On Politics: The Democrats’ answer to Hulk Hogan
The Democrats' answer to Hulk Hogan
The latest, with 76 days to go
For better or worse, the image burned most permanently into my brain after the Republican National Convention was that of Hulk Hogan, ripping off his shirt in a display of testosterone-fueled camp that has come to be an integral part of former President Donald Trump's Make America Great Again movement. Gov. Tim Walz of Minnesota will probably not do that tonight. He will, though, embody his party's retort to the mega-masculinity of Trumpism, one that has been playing out all week in Chicago as Democrats look to chip away at Trump's commanding lead with male voters so they can elect the nation's first female president.
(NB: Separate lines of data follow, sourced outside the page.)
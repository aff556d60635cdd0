use std::collections::HashMap;
use std::rc::Rc;

use crate::types::Priority;
use crate::value::{CssValue, ValueContext, absolute_unit_px, is_font_relative};
use crate::view::{FragmentContext, ViewConditionMatcher};

/// Name of a combinator-maintained boolean condition. Allocated by
/// `CompileContext`, counted by `CascadeInstance`.
#[derive(Debug, Clone, Copy, PartialEq, Eq, Hash, PartialOrd, Ord)]
pub struct ConditionId(pub(crate) u32);

/// Internal markers that accumulate instead of overriding.
pub const SPECIAL_PROPERTIES: &[&str] = &["region-id", "fragment-selector-id"];

pub fn is_special(name: &str) -> bool {
    SPECIAL_PROPERTIES.contains(&name)
}

// Region id a footnote inside a region is routed to. No region carries it.
const FOOTNOTE_IN_REGION_SENTINEL: &str = "\u{0}footnote-in-region";

#[derive(Debug, Clone, PartialEq)]
pub struct CascadeValue {
    pub value: CssValue,
    pub priority: Priority,
    pub condition: Option<ConditionId>,
}

impl CascadeValue {
    pub fn new(value: CssValue, priority: Priority) -> CascadeValue {
        CascadeValue {
            value,
            priority,
            condition: None,
        }
    }

    pub fn conditional(value: CssValue, priority: Priority, condition: ConditionId) -> CascadeValue {
        CascadeValue {
            value,
            priority,
            condition: Some(condition),
        }
    }

    pub fn is_enabled(&self, is_active: &dyn Fn(ConditionId) -> bool) -> bool {
        self.condition.map(is_active).unwrap_or(true)
    }

    /// Drops the gate; the condition was checked at selection time.
    pub fn settled(&self) -> CascadeValue {
        CascadeValue {
            value: self.value.clone(),
            priority: self.priority,
            condition: None,
        }
    }
}

/// Style view scoped to a fragment condition.
#[derive(Debug, Clone)]
pub struct ViewConditionalStyle {
    pub matcher: Rc<dyn ViewConditionMatcher>,
    pub style: ElementStyle,
}

#[derive(Debug, Clone, Default)]
pub struct ElementStyle {
    pub props: HashMap<String, CascadeValue>,
    pub pseudos: HashMap<String, ElementStyle>,
    pub regions: HashMap<String, ElementStyle>,
    pub view_conditional: Vec<ViewConditionalStyle>,
    pub specials: HashMap<String, Vec<CascadeValue>>,
}

impl ElementStyle {
    pub fn new() -> ElementStyle {
        ElementStyle::default()
    }

    pub fn get(&self, name: &str) -> Option<&CssValue> {
        self.props.get(name).map(|v| &v.value)
    }

    pub fn pseudo(&self, name: &str) -> Option<&ElementStyle> {
        self.pseudos.get(name)
    }

    pub fn pseudo_mut(&mut self, name: &str) -> &mut ElementStyle {
        self.pseudos.entry(name.to_string()).or_default()
    }

    pub fn region_mut(&mut self, region: &str) -> &mut ElementStyle {
        self.regions.entry(region.to_string()).or_default()
    }

    pub fn view_conditional_mut(
        &mut self,
        matcher: Rc<dyn ViewConditionMatcher>,
    ) -> &mut ElementStyle {
        let key = matcher.key();
        let idx = match self
            .view_conditional
            .iter()
            .position(|entry| entry.matcher.key() == key)
        {
            Some(idx) => idx,
            None => {
                self.view_conditional.push(ViewConditionalStyle {
                    matcher,
                    style: ElementStyle::default(),
                });
                self.view_conditional.len() - 1
            }
        };
        &mut self.view_conditional[idx].style
    }

    pub fn special(&self, name: &str) -> &[CascadeValue] {
        self.specials.get(name).map(Vec::as_slice).unwrap_or(&[])
    }
}

/// Picks the winner between the current value and a candidate. The
/// candidate wins only with a strictly higher priority and an active gate.
pub fn cascade_values(
    current: Option<&CascadeValue>,
    candidate: &CascadeValue,
    is_active: &dyn Fn(ConditionId) -> bool,
) -> Option<CascadeValue> {
    if !candidate.is_enabled(is_active) {
        return None;
    }
    match current {
        Some(existing) if existing.priority >= candidate.priority => None,
        _ => Some(candidate.settled()),
    }
}

pub fn merge_in(
    target: &mut ElementStyle,
    declarations: &[(String, CascadeValue)],
    is_active: &dyn Fn(ConditionId) -> bool,
) {
    for (name, candidate) in declarations {
        if is_special(name) {
            if candidate.is_enabled(is_active) {
                target
                    .specials
                    .entry(name.clone())
                    .or_default()
                    .push(candidate.settled());
            }
            continue;
        }
        if let Some(winner) = cascade_values(target.props.get(name), candidate, is_active) {
            target.props.insert(name.clone(), winner);
        }
    }
}

fn merge_props(
    into: &mut HashMap<String, CascadeValue>,
    from: &HashMap<String, CascadeValue>,
) {
    let always = |_: ConditionId| true;
    for (name, candidate) in from {
        if let Some(winner) = cascade_values(into.get(name), candidate, &always) {
            into.insert(name.clone(), winner);
        }
    }
}

/// Flat property map for one element as seen from one region/fragment.
pub fn flatten_cascaded_style(
    style: &ElementStyle,
    region_ids: &[String],
    is_footnote: bool,
    node_context: &FragmentContext,
) -> HashMap<String, CascadeValue> {
    let mut flat = style.props.clone();
    for entry in &style.view_conditional {
        if entry.matcher.matches(node_context) {
            merge_props(&mut flat, &entry.style.props);
        }
    }
    let footnote_region = ["footnote".to_string()];
    let sentinel = [FOOTNOTE_IN_REGION_SENTINEL.to_string()];
    let regions: &[String] = match (is_footnote, region_ids.is_empty()) {
        (true, true) => &footnote_region,
        (true, false) => &sentinel,
        (false, _) => region_ids,
    };
    for region in regions {
        if let Some(region_style) = style.regions.get(region) {
            merge_props(&mut flat, &region_style.props);
            for entry in &region_style.view_conditional {
                if entry.matcher.matches(node_context) {
                    merge_props(&mut flat, &entry.style.props);
                }
            }
        }
    }
    flat
}

/// Resolves lengths to px. `font-size` is resolved first against the
/// parent's font size; every other font-relative length uses the result.
pub fn evaluate_style(
    flat: &HashMap<String, CascadeValue>,
    parent_font_size: f64,
    context: &dyn ValueContext,
) -> HashMap<String, CssValue> {
    let mut evaluator = Evaluator {
        context,
        font_size: None,
    };
    let font_size = flat
        .get("font-size")
        .and_then(|v| evaluator.font_size_of(&v.value, parent_font_size))
        .unwrap_or(parent_font_size);
    evaluator.font_size = Some(font_size);
    let mut out = HashMap::with_capacity(flat.len());
    for (name, cascaded) in flat {
        let value = if name == "font-size" {
            px(font_size)
        } else {
            evaluator.resolve(&cascaded.value)
        };
        out.insert(name.clone(), value);
    }
    out
}

struct Evaluator<'a> {
    context: &'a dyn ValueContext,
    font_size: Option<f64>,
}

impl Evaluator<'_> {
    fn font_size_of(&self, value: &CssValue, parent: f64) -> Option<f64> {
        match value {
            CssValue::Numeric { num, unit } => match unit.as_str() {
                "%" => Some(parent * num / 100.0),
                "em" => Some(parent * num),
                "ex" | "ch" => Some(parent * num / 2.0),
                "rem" => Some(self.context.root_font_size() * num),
                other => self.length_px(*num, other),
            },
            CssValue::Ident(keyword) => font_size_keyword(keyword, parent),
            _ => None,
        }
    }

    fn length_px(&self, num: f64, unit: &str) -> Option<f64> {
        if let Some(scale) = absolute_unit_px(unit) {
            return Some(num * scale);
        }
        if unit == "rem" {
            return Some(num * self.context.root_font_size());
        }
        if is_font_relative(unit) {
            debug_assert!(
                self.font_size.is_some(),
                "font-relative length resolved before font-size"
            );
            let font_size = self.font_size?;
            return Some(if unit == "em" {
                num * font_size
            } else {
                num * font_size / 2.0
            });
        }
        self.context.unit_size(unit).map(|scale| num * scale)
    }

    fn resolve(&self, value: &CssValue) -> CssValue {
        match value {
            CssValue::Numeric { num, unit } if unit != "%" => match self.length_px(*num, unit) {
                Some(resolved) => px(resolved),
                None => value.clone(),
            },
            CssValue::SpaceList(items) => {
                CssValue::SpaceList(items.iter().map(|item| self.resolve(item)).collect())
            }
            CssValue::CommaList(items) => {
                CssValue::CommaList(items.iter().map(|item| self.resolve(item)).collect())
            }
            other => other.clone(),
        }
    }
}

fn px(num: f64) -> CssValue {
    CssValue::Numeric {
        num,
        unit: "px".to_string(),
    }
}

fn font_size_keyword(keyword: &str, parent: f64) -> Option<f64> {
    let size = match keyword.to_ascii_lowercase().as_str() {
        "xx-small" => 9.0,
        "x-small" => 10.0,
        "small" => 13.0,
        "medium" => 16.0,
        "large" => 18.0,
        "x-large" => 24.0,
        "xx-large" => 32.0,
        "smaller" => parent / 1.2,
        "larger" => parent * 1.2,
        _ => return None,
    };
    Some(size)
}

#[cfg(test)]
mod tests {
    use super::*;
    use crate::value::FixedContext;
    use crate::view::NthFragmentMatcher;

    fn value(text: &str, priority: u32) -> CascadeValue {
        CascadeValue::new(CssValue::parse(text), Priority::from_specificity(priority))
    }

    #[test]
    fn higher_priority_replaces_lower() {
        let mut style = ElementStyle::new();
        let active = |_: ConditionId| true;
        merge_in(&mut style, &[("color".to_string(), value("red", 10))], &active);
        merge_in(&mut style, &[("color".to_string(), value("blue", 1))], &active);
        assert_eq!(style.get("color"), Some(&CssValue::ident("red")));
        merge_in(&mut style, &[("color".to_string(), value("green", 11))], &active);
        assert_eq!(style.get("color"), Some(&CssValue::ident("green")));
    }

    #[test]
    fn equal_priority_keeps_the_existing_value() {
        let mut style = ElementStyle::new();
        let active = |_: ConditionId| true;
        merge_in(&mut style, &[("color".to_string(), value("red", 10))], &active);
        merge_in(&mut style, &[("color".to_string(), value("blue", 10))], &active);
        assert_eq!(style.get("color"), Some(&CssValue::ident("red")));
    }

    #[test]
    fn conditional_values_need_an_active_condition() {
        let gate = ConditionId(4);
        let candidate = CascadeValue::conditional(
            CssValue::ident("bold"),
            Priority::from_specificity(5),
            gate,
        );
        let mut style = ElementStyle::new();
        merge_in(
            &mut style,
            &[("font-weight".to_string(), candidate.clone())],
            &|_| false,
        );
        assert!(style.get("font-weight").is_none());
        merge_in(
            &mut style,
            &[("font-weight".to_string(), candidate)],
            &|id| id == gate,
        );
        let stored = style.props.get("font-weight").expect("selected");
        assert_eq!(stored.condition, None);
    }

    #[test]
    fn specials_accumulate() {
        let mut style = ElementStyle::new();
        let active = |_: ConditionId| true;
        merge_in(&mut style, &[("region-id".to_string(), value("\"a\"", 1))], &active);
        merge_in(&mut style, &[("region-id".to_string(), value("\"b\"", 9))], &active);
        merge_in(&mut style, &[("region-id".to_string(), value("\"c\"", 2))], &active);
        assert_eq!(style.special("region-id").len(), 3);
        assert!(style.props.is_empty());
    }

    #[test]
    fn flatten_merges_regions_and_fragments() {
        let mut style = ElementStyle::new();
        style.props.insert("color".to_string(), value("black", 1));
        style
            .region_mut("sidebar")
            .props
            .insert("color".to_string(), value("gray", 2));
        style
            .region_mut("footnote")
            .props
            .insert("font-size".to_string(), value("8pt", 2));
        let matcher: Rc<dyn ViewConditionMatcher> = Rc::new(NthFragmentMatcher {
            offset: 0,
            a: 0,
            b: 2,
        });
        style
            .view_conditional_mut(matcher)
            .props
            .insert("margin-top".to_string(), value("0", 3));

        let first = FragmentContext::new();
        let flat = flatten_cascaded_style(&style, &[], false, &first);
        assert_eq!(flat["color"].value, CssValue::ident("black"));
        assert!(!flat.contains_key("margin-top"));

        let second = FragmentContext::new().with_fragment(0, 2);
        let flat = flatten_cascaded_style(&style, &["sidebar".to_string()], false, &second);
        assert_eq!(flat["color"].value, CssValue::ident("gray"));
        assert!(flat.contains_key("margin-top"));

        let flat = flatten_cascaded_style(&style, &[], true, &first);
        assert!(flat.contains_key("font-size"));
    }

    #[test]
    fn region_fragment_rules_apply_in_their_fragment() {
        let mut style = ElementStyle::new();
        style.props.insert("color".to_string(), value("black", 1));
        let matcher: Rc<dyn ViewConditionMatcher> = Rc::new(NthFragmentMatcher {
            offset: 0,
            a: 0,
            b: 2,
        });
        style
            .region_mut("sidebar")
            .view_conditional_mut(matcher)
            .props
            .insert("color".to_string(), value("gray", 5));
        let regions = ["sidebar".to_string()];

        let first = FragmentContext::new();
        let flat = flatten_cascaded_style(&style, &regions, false, &first);
        assert_eq!(flat["color"].value, CssValue::ident("black"));

        let second = FragmentContext::new().with_fragment(0, 2);
        let flat = flatten_cascaded_style(&style, &regions, false, &second);
        assert_eq!(flat["color"].value, CssValue::ident("gray"));

        let flat = flatten_cascaded_style(&style, &[], false, &second);
        assert_eq!(flat["color"].value, CssValue::ident("black"));
    }

    #[test]
    fn footnote_inside_a_region_never_matches_region_rules() {
        let mut style = ElementStyle::new();
        style
            .region_mut("sidebar")
            .props
            .insert("color".to_string(), value("gray", 2));
        style
            .region_mut("footnote")
            .props
            .insert("color".to_string(), value("blue", 2));
        let flat = flatten_cascaded_style(
            &style,
            &["sidebar".to_string()],
            true,
            &FragmentContext::new(),
        );
        assert!(!flat.contains_key("color"));
    }

    #[test]
    fn evaluate_resolves_font_size_before_em_lengths() {
        let mut flat = HashMap::new();
        flat.insert("margin-top".to_string(), value("2em", 1));
        flat.insert("font-size".to_string(), value("150%", 1));
        flat.insert("width".to_string(), value("1in", 1));
        flat.insert("color".to_string(), value("red", 1));
        let evaluated = evaluate_style(&flat, 10.0, &FixedContext::default());
        assert_eq!(evaluated["font-size"], px(15.0));
        assert_eq!(evaluated["margin-top"], px(30.0));
        assert_eq!(evaluated["width"], px(96.0));
        assert_eq!(evaluated["color"], CssValue::ident("red"));
    }
}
Democrats are presenting voters with a starkly different version of masculinity than the one on display last month in Milwaukee, one that celebrates Walz's penchant for target shooting and football while framing respect for women — and voting for women — as the ultimate manly act. It's a defining feature of a remarkably gendered election that is turning into a bigger partisan argument over what a man is supposed to be. "Real men respect women and their right to choose over their bodies. Real men respect the fact that women can be in leadership positions," said Mayor Brandon Scott of Baltimore. "Real men are comfortable playing back seat to women." Warning signsEven before Harris rose to the top of the ticket, some Democrats were warning that their party was leaving men behind. A New York Times/Siena College poll taken in July, just after President Biden stepped aside, showed Trump winning 56 percent of male voters, while Harris was winning just 37 percent of them. "I've always thought that the party had become, its culture had become over-feminized," said James Carville, who generated, um, a lot of attention when he told the New York Times opinion columnist Maureen Dowd in the spring that there were too many "preachy females" dominating the party. "Picking Walz was, I think, a recognition of that," Carville told me today. "Everything about him just kind of screams male." Walz's public introduction has certainly leaned heavily on traditional notions of manliness. Harris talked up his target shooting. Peggy Flanagan, the lieutenant governor of Minnesota, told me that Walz had helped her diagnose car trouble just by hearing the sound of a whining engine over the phone.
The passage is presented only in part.